As a boy, disappointment was hard for me to bear, but I credit my mother and George Trautwein for pointing the way to something called grit. These two people knew troubles and they were always, always able to move forward despite setbacks.

When I entered the workforce at age 15, I was a helluva busboy. I didn’t particularly like the work of setting up a dining room or cleaning up after an event was through, but I found my grit there. My friends, Bill, Michael, Burt, and Steve used to work 15 hour days. I recall lifting huge trays of water glasses at the end of the lobster night and then setting up for an event for the following morning. We rolled huge tables in and out of the room with men in their 20s. When done, someone – – usually one of our mothers – would pick us up at 2am. I can’t say that I was always happy doing this backbreaking work, but I did it. And our mothers did it, too!

My mom gave me the opportunity to learn to work hard, to persevere and build grit. She did it by example when my dad left us and refused to participate in our finances. My mom retrained herself and eventually became a Vice President for International Sales at a thriving company. And while she was doing that, I learned to take care of the lawn in the summer, the snow in the winter and cook food for my brother, Craig, and I. These lessons served me well as a parent, for sure! Truthfully, though, I was still not at the place where work was pleasurable.

George Trautwein became a fill-in dad for me and, I’m guessing, many other young people who lost a father to divorce or death. He was famous for his devotion to high-quality musicianship and his unwavering need for us to be on-time, prepared, and ready to work when the downbeat was imminent. And when we traveled to Rome, Italy and all of us wanted to sleep in, he reminded us that we could sleep when we got back home. “We go on!”That was his refrain when trouble or weather or anything else stood in our way.
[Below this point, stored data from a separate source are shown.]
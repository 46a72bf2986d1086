//! Scripted `TextGenerator` for tests.

use std::sync::atomic::{AtomicUsize, Ordering};
use std::sync::{Arc, Mutex};

use async_trait::async_trait;

use super::{ChatMessage, LlmError, TextGenerator};

enum Reply {
    Text(String),
    Fail,
}

pub struct StubGenerator {
    reply: Reply,
    calls: AtomicUsize,
    last_system: Mutex<String>,
    last_messages: Mutex<Vec<ChatMessage>>,
}

impl StubGenerator {
    pub fn replying(text: impl Into<String>) -> Arc<Self> {
        Arc::new(Self::with(Reply::Text(text.into())))
    }

    /// Every call fails as an upstream 503.
    pub fn failing() -> Arc<Self> {
        Arc::new(Self::with(Reply::Fail))
    }

    fn with(reply: Reply) -> Self {
        Self {
            reply,
            calls: AtomicUsize::new(0),
            last_system: Mutex::new(String::new()),
            last_messages: Mutex::new(Vec::new()),
        }
    }

    pub fn calls(&self) -> usize {
        self.calls.load(Ordering::SeqCst)
    }

    pub fn last_system(&self) -> String {
        self.last_system.lock().unwrap().clone()
    }

    pub fn last_messages(&self) -> Vec<ChatMessage> {
        self.last_messages.lock().unwrap().clone()
    }
}

#[async_trait]
impl TextGenerator for StubGenerator {
    async fn complete(&self, system: &str, messages: &[ChatMessage]) -> Result<String, LlmError> {
        self.calls.fetch_add(1, Ordering::SeqCst);
        *self.last_system.lock().unwrap() = system.to_string();
        *self.last_messages.lock().unwrap() = messages.to_vec();
        match &self.reply {
            Reply::Text(text) => Ok(text.clone()),
            Reply::Fail => Err(LlmError::Api {
                status: 503,
                message: "upstream overloaded".to_string(),
            }),
        }
    }
}
// Prompt templates and builder for trip recommendations.
// The template text itself must never mention a vehicle by name: the fleet
// list is the only place names may appear.

use crate::catalog::{Catalog, Vehicle};
use crate::llm_client::prompts::{fill_template, JSON_ONLY_SYSTEM, PERSONA};
use crate::recommendation::generation::OutputSchema;
use crate::recommendation::validation::RecommendationRequest;

/// System prompt for recommendation calls.
pub fn recommend_system() -> String {
    format!("{PERSONA} {JSON_ONLY_SYSTEM}")
}

/// Replace: {persona}, {catalog}, {intended_use}, {preferences}, {distance}, {schema}
pub const RECOMMEND_PROMPT_TEMPLATE: &str = r#"{persona}

A customer wants help choosing a rental car for a trip.

AVAILABLE VEHICLES (the complete fleet, one per line, format "<name>: <details>"):
{catalog}

CUSTOMER TRIP:
- Intended use: {intended_use}
- Preferences: {preferences}
- Distance: {distance}

HARD RULES:
1. Recommend EXACTLY ONE vehicle, chosen strictly from the list above. Never suggest anything that is not listed.
2. Copy the chosen name exactly as written before the colon, character for character, including capitalisation.
3. Write the explanation in Thai (ภาษาไทย) only, 1-3 short sentences on why the vehicle suits this trip.
4. Return ONLY a JSON object with this exact schema and no other fields:
{schema}"#;

const NOT_SPECIFIED: &str = "not specified";

/// `"<name>: type <type>, <seats> seats, suitable for <useCases>"`
pub fn vehicle_line(vehicle: &Vehicle) -> String {
    format!(
        "{}: type {}, {} seats, suitable for {}",
        vehicle.name, vehicle.vehicle_type, vehicle.seats, vehicle.use_cases
    )
}

/// One line per vehicle, catalog order.
pub fn catalog_block(catalog: &Catalog) -> String {
    catalog
        .vehicles()
        .iter()
        .map(vehicle_line)
        .collect::<Vec<_>>()
        .join("\n")
}

/// Renders the recommendation prompt. Deterministic for a given input.
pub fn build_prompt(
    request: &RecommendationRequest,
    catalog: &Catalog,
    schema: &OutputSchema,
) -> String {
    let distance = request
        .distance
        .map(|km| format!("{km} km"))
        .unwrap_or_else(|| NOT_SPECIFIED.to_string());
    let fleet = catalog_block(catalog);
    let schema = schema.render();

    fill_template(
        RECOMMEND_PROMPT_TEMPLATE,
        &[
            ("persona", PERSONA),
            ("catalog", fleet.as_str()),
            ("intended_use", request.intended_use.as_str()),
            (
                "preferences",
                request.preferences.as_deref().unwrap_or(NOT_SPECIFIED),
            ),
            ("distance", distance.as_str()),
            ("schema", schema.as_str()),
        ],
    )
}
So, when the rain came yesterday, we pivoted. We took a long, leisurely drive through the mountain roads and enjoyed our conversations in the car. The day passed with ease and we ended it with a tasty Mexican dinner in Seneca, SC. And when Brad had to get up and go out and pee this morning at 2:30am, I reminded myself that I have made it through many nights like these, many situations where conditions were not ideal and now – FINALLY – I find I can do it with a smile.